Badenheim 1939 is an Israeli novel by Aharon Appelfeld.  First published in Hebrew in 1978 as באדנהיים עיר נופש (Badenhaim `ir nofesh, 'resort town Badenheim'), it was his first novel to be translated into English, and was subsequently translated into many other languages.  Described as "the greatest novel of the Holocaust", this novel is an allegorical satire that tells the story of a fictional Jewish town in Austria shortly before its residents are relocated to Nazi concentration camps in German-occupied Poland.

Plot summary
Badenheim is a primarily Jewish resort town in Austria that hosts a yearly arts festival, organized by Dr. Pappenheim. Slowly, the Nazi regime, represented by the "Sanitation Department", begins shutting down the town and preparing to move its residents to Eastern Europe. The citizens begin blaming each other and losing their minds. Despite impending doom, others remain optimistic and refuse to see the coming Holocaust.

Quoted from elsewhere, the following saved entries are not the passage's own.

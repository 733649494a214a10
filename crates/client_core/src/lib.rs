use async_trait::async_trait;
use shared::{
    domain::{RollNo, StudentDraft, StudentRecord},
    protocol::StudentPayload,
};
use tracing::{debug, info, warn};

pub mod config;
pub mod error;
pub mod transport;

pub use config::{load_settings, ClientSettings};
pub use error::{BackendError, ClientError};
pub use transport::HttpStudentBackend;

/// The five exchanges the records service offers.
///
/// Roll numbers used as path keys are passed through as the user typed them; only
/// `delete_student` takes a parsed id because it is always fed from a listed record.
#[async_trait]
pub trait StudentBackend: Send + Sync {
    async fn fetch_students(&self) -> Result<Vec<StudentRecord>, BackendError>;
    async fn fetch_student(&self, roll_no: &str) -> Result<StudentRecord, BackendError>;
    async fn create_student(&self, payload: &StudentPayload) -> Result<(), BackendError>;
    async fn update_student(
        &self,
        roll_no: &str,
        payload: &StudentPayload,
    ) -> Result<(), BackendError>;
    async fn delete_student(&self, roll_no: RollNo) -> Result<(), BackendError>;
}

#[derive(Default, Debug, Clone, PartialEq, Eq)]
pub struct SearchState {
    pub roll_no: String,
    pub result: Option<StudentRecord>,
}

/// Everything a front end renders. Only `StudentClient` operations write to it,
/// apart from the draft and search text the user edits.
#[derive(Default, Debug, Clone, PartialEq, Eq)]
pub struct ClientState {
    pub students: Vec<StudentRecord>,
    pub form: StudentDraft,
    pub search: SearchState,
    pub error_message: Option<String>,
}

pub struct StudentClient<B: StudentBackend> {
    backend: B,
    state: ClientState,
}

impl StudentClient<HttpStudentBackend> {
    pub fn from_settings(settings: &ClientSettings) -> Result<Self, BackendError> {
        let backend =
            HttpStudentBackend::new(&settings.backend_url, settings.request_timeout())?;
        info!(backend_url = %backend.base_url(), "student client configured");
        Ok(Self::new(backend))
    }
}

impl<B: StudentBackend> StudentClient<B> {
    pub fn new(backend: B) -> Self {
        Self {
            backend,
            state: ClientState::default(),
        }
    }

    pub fn state(&self) -> &ClientState {
        &self.state
    }

    pub fn backend(&self) -> &B {
        &self.backend
    }

    pub fn set_form(&mut self, draft: StudentDraft) {
        self.state.form = draft;
    }

    pub fn set_search_query(&mut self, roll_no: impl Into<String>) {
        self.state.search.roll_no = roll_no.into();
    }

    /// Replaces the cached collection with the service's. The cache is left alone on failure.
    pub async fn list(&mut self) -> Result<(), ClientError> {
        match self.backend.fetch_students().await {
            Ok(students) => {
                debug!(count = students.len(), "student list refreshed");
                self.state.students = students;
                self.state.error_message = None;
                Ok(())
            }
            Err(err) => {
                warn!(operation = "list", error = %err, "fetching students failed");
                self.fail(ClientError::Fetch(err))
            }
        }
    }

    /// Submits the current draft as a new record, then refreshes the list.
    pub async fn create(&mut self) -> Result<(), ClientError> {
        if !self.state.form.is_complete() {
            return self.fail(ClientError::FieldsRequired);
        }

        let payload = self.state.form.to_payload();
        if let Err(err) = self.backend.create_student(&payload).await {
            warn!(operation = "create", error = %err, "adding student failed");
            return self.fail(ClientError::Add(err));
        }

        self.after_write().await
    }

    /// Replaces the record addressed by the draft's roll number, then refreshes the list.
    pub async fn update(&mut self) -> Result<(), ClientError> {
        if !self.state.form.is_complete() {
            return self.fail(ClientError::FieldsRequired);
        }

        let payload = self.state.form.to_payload();
        let result = self
            .backend
            .update_student(&self.state.form.roll_no, &payload)
            .await;
        if let Err(err) = result {
            warn!(operation = "update", roll_no = %self.state.form.roll_no, error = %err, "updating student failed");
            return self.fail(ClientError::Update(err));
        }

        self.after_write().await
    }

    pub async fn delete(&mut self, roll_no: RollNo) -> Result<(), ClientError> {
        if let Err(err) = self.backend.delete_student(roll_no).await {
            warn!(operation = "delete", %roll_no, error = %err, "deleting student failed");
            return self.fail(ClientError::Delete(err));
        }

        self.list().await
    }

    /// Looks up the roll number in the search box. The list cache is not touched.
    pub async fn search(&mut self) -> Result<(), ClientError> {
        if self.state.search.roll_no.is_empty() {
            return self.fail(ClientError::RollNoRequired);
        }

        let result = self.backend.fetch_student(&self.state.search.roll_no).await;
        match result {
            Ok(record) => {
                self.state.search.result = Some(record);
                self.state.error_message = None;
                Ok(())
            }
            Err(err) => {
                warn!(operation = "search", roll_no = %self.state.search.roll_no, error = %err, "student lookup failed");
                self.state.search.result = None;
                self.fail(ClientError::NotFound(err))
            }
        }
    }

    // A write that landed clears the draft even if the refresh then fails; the refresh
    // error is what stays on screen.
    async fn after_write(&mut self) -> Result<(), ClientError> {
        self.state.form.clear();
        self.state.error_message = None;
        self.list().await
    }

    fn fail(&mut self, err: ClientError) -> Result<(), ClientError> {
        self.state.error_message = Some(err.to_string());
        Err(err)
    }
}

#[cfg(test)]
#[path = "tests/mock_service.rs"]
mod mock_service;

#[cfg(test)]
#[path = "tests/lib_tests.rs"]
mod tests;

Characters in Badenheim 1939
Dr. Pappenheim an optimistic and eccentric impresario who visits Badenheim each summer to organize the annual music festival. He craves structure, constantly refers to schedules and timetables, but is always able to find positive explanations for the most ominous of actions.
Frau Zauberblit an escapee from a nearby sanatorium, she appears to have mild symptoms of tuberculosis. In her gay straw hat, she enjoys the companionship and culture that Badenheim provides.
Martin the local pharmacist, is self-conscious and quick to blame himself for the problems of others. He is dedicated to his ailing wife, Trude.
Trude Martin’s wife; stricken with severe depression and paranoia; she constantly awaits news from her daughter.
Sally and Gertie two local middle-aged prostitutes, largely accepted by the community.
Mandelbaum an eccentric musician who arrives late in the season along with a musical trio.
Dr. Shutz a boyish, love-starved doctor who is in love with a visiting schoolgirl who he soon learns is pregnant.
Dr. Langmann claiming his Austrian heritage with pride, he is quick to denounce his Judaism in order to maintain his status.
Karl and Lotte a couple who journey to Badenheim for the music festival. Karl has dragged a skeptical Lotte to the town, but it is Karl who loses his grip on reality as the summer wears on.
Leon Samitzky a musician who migrated from Poland as a child and still recalls his native land with fondness.
The yanuka Nahum Slotzker, a Polish child and musical prodigy brought to Badenheim by Dr. Pappenheim. (“Yanuka” is an Aramaic word meaning “child prodigy,” often used to describe very young and very bright Talmudic scholars.).
The rabbi old, infirm and forgotten, he appears in his wheelchair very late in the novel, lamenting in an incomprehensible mixture of Yiddish and Hebrew.

Text history
Aharon Appelfeld first published the novel as a short story entitled "Badenheim 1919" in the Hebrew journal Moznaim 36 (Dec. 1972), pp. 21-35. An English translation by Betsy Rosenberg was published in Ariel 35 (1974), pp. 3-23. That translation was reprinted in TriQuartely 39 (1977). The short, original version is worth reading and of great interest to scholars. Edited by Ken Frieden, Betsy Rosenberg's revised translation of the story was reprinted in The B.G. Rudolph Lectures in Judaic Studies, New Series, Lecture 3; preface + pp. 1–30.

Adaptation 
In 1995, an adaptation was directed and choreographed by Ian Spink, written by Sian Evans with music by Orlando Gough, first staged at Riverside Studios in Hammersmith, London.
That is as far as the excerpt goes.